Os doadores também estão pressionando cada vez mais os superiores. Um número crescente de grandes gestores de ativos está integrando as dimensões ESG (meio ambiente, social e governança) na seleção de empresas do portfólio. Os grandes fundos de pensão públicos canadenses, como o Caisse de dépôt et placement du Québec, estão entre o número. Esses administradores de fundos estão começando a retirar seu apoio de líderes que insistem no que é errado e de administradores que os toleram, repreendem-nos a portas fechadas ou preferem as ações de um concorrente que faz a coisa certa.

À procura do zeitgeist

Hoje, espera-se que os líderes reconheçam rapidamente as mudanças de valores trazidas pelo tempo, o que não é uma tarefa fácil para quem se isola com pessoas que pensam da mesma forma. É tarde demais, se eles esperarem por uma resposta ao que ficou claro.

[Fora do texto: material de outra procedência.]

//! Signal provider seams.
//!
//! Each signal category is read through its own trait so the sampler never
//! touches host globals directly. Tick-time sources are synchronous and must
//! not block; the static probe is async because some hosts only expose
//! capability checks asynchronously.

use crate::collector::types::{
    ActivityReading, BatteryReading, MemoryReading, NetworkReading, StaticSnapshot,
};
use async_trait::async_trait;
use thiserror::Error;

/// Why a single host signal could not be read.
#[derive(Debug, Clone, PartialEq, Eq, Error)]
pub enum SignalError {
    #[error("signal not supported by host")]
    NotSupported,
    #[error("permission denied")]
    PermissionDenied,
    #[error("signal disabled by configuration")]
    Disabled,
    #[error("read failed: {0}")]
    ReadFailed(String),
}

/// Why the static snapshot could not be captured at all.
#[derive(Debug, Clone, PartialEq, Eq, Error)]
pub enum ProbeError {
    #[error("host probe unavailable: {0}")]
    Unavailable(String),
    #[error("host probe failed: {0}")]
    Failed(String),
}

/// Captures the session-invariant facts.
#[async_trait]
pub trait StaticProbe: Send + Sync {
    async fn capture(&self) -> Result<StaticSnapshot, ProbeError>;
}

pub trait NetworkSource: Send + Sync {
    fn read(&self) -> Result<NetworkReading, SignalError>;
}

pub trait MemorySource: Send + Sync {
    fn read(&self) -> Result<MemoryReading, SignalError>;
}

pub trait ActivitySource: Send + Sync {
    fn read(&self) -> Result<ActivityReading, SignalError>;
}

pub trait BatterySource: Send + Sync {
    fn read(&self) -> Result<BatteryReading, SignalError>;
}

#[async_trait]
impl<P: StaticProbe + ?Sized> StaticProbe for std::sync::Arc<P> {
    async fn capture(&self) -> Result<StaticSnapshot, ProbeError> {
        (**self).capture().await
    }
}

#[async_trait]
impl<P: StaticProbe + ?Sized> StaticProbe for Box<P> {
    async fn capture(&self) -> Result<StaticSnapshot, ProbeError> {
        (**self).capture().await
    }
}

impl<S: NetworkSource + ?Sized> NetworkSource for std::sync::Arc<S> {
    fn read(&self) -> Result<NetworkReading, SignalError> {
        (**self).read()
    }
}

impl<S: MemorySource + ?Sized> MemorySource for std::sync::Arc<S> {
    fn read(&self) -> Result<MemoryReading, SignalError> {
        (**self).read()
    }
}

impl<S: ActivitySource + ?Sized> ActivitySource for std::sync::Arc<S> {
    fn read(&self) -> Result<ActivityReading, SignalError> {
        (**self).read()
    }
}

impl<S: BatterySource + ?Sized> BatterySource for std::sync::Arc<S> {
    fn read(&self) -> Result<BatteryReading, SignalError> {
        (**self).read()
    }
}

/// A source that always reports the signal as disabled.
#[derive(Debug, Clone, Copy, Default)]
pub struct DisabledSource;

impl NetworkSource for DisabledSource {
    fn read(&self) -> Result<NetworkReading, SignalError> {
        Err(SignalError::Disabled)
    }
}

impl MemorySource for DisabledSource {
    fn read(&self) -> Result<MemoryReading, SignalError> {
        Err(SignalError::Disabled)
    }
}

impl ActivitySource for DisabledSource {
    fn read(&self) -> Result<ActivityReading, SignalError> {
        Err(SignalError::Disabled)
    }
}

impl BatterySource for DisabledSource {
    fn read(&self) -> Result<BatteryReading, SignalError> {
        Err(SignalError::Disabled)
    }
}

/// One source per continuous signal category.
pub struct SignalSources {
    pub network: Box<dyn NetworkSource>,
    pub memory: Box<dyn MemorySource>,
    pub activity: Box<dyn ActivitySource>,
    pub battery: Box<dyn BatterySource>,
}

impl SignalSources {
    /// Replace the sources switched off in `sources` with [`DisabledSource`].
    pub fn restrict_to(mut self, sources: &crate::config::SourceConfig) -> Self {
        if !sources.network {
            self.network = Box::new(DisabledSource);
        }
        if !sources.memory {
            self.memory = Box::new(DisabledSource);
        }
        if !sources.activity {
            self.activity = Box::new(DisabledSource);
        }
        if !sources.battery {
            self.battery = Box::new(DisabledSource);
        }
        self
    }
}

impl std::fmt::Debug for SignalSources {
    fn fmt(&self, f: &mut std::fmt::Formatter<'_>) -> std::fmt::Result {
        f.debug_struct("SignalSources").finish_non_exhaustive()
    }
}

#[cfg(test)]
mod tests {
    use super::*;
    use crate::config::SourceConfig;

    #[test]
    fn test_disabled_source_reports_disabled() {
        assert_eq!(NetworkSource::read(&DisabledSource), Err(SignalError::Disabled));
        assert_eq!(BatterySource::read(&DisabledSource), Err(SignalError::Disabled));
    }

    #[test]
    fn test_restrict_to_disables_unselected() {
        let sources = crate::collector::synthetic::SyntheticSignals::steady()
            .into_sources()
            .restrict_to(&SourceConfig::from_csv("network"));
        assert!(sources.network.read().is_ok());
        assert_eq!(sources.memory.read(), Err(SignalError::Disabled));
        assert_eq!(sources.activity.read(), Err(SignalError::Disabled));
    }
}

Com relação à governança, lamentamos o progresso muito lento na abertura de espaço para mulheres na alta administração e nos conselhos de administração.

E se tingirmos o movimento Black Lives Matters, sabemos que a diversidade não é apenas sobre gênero. Não se trata apenas de justiça, mas de integrar diversas perspectivas para tomar melhores decisões.

O lucro não é mais um fim, mas uma exigência para garantir o crescimento de longo prazo da empresa. Sem lucro, as fontes de capital se esgotam e com elas a capacidade de investir e inovar.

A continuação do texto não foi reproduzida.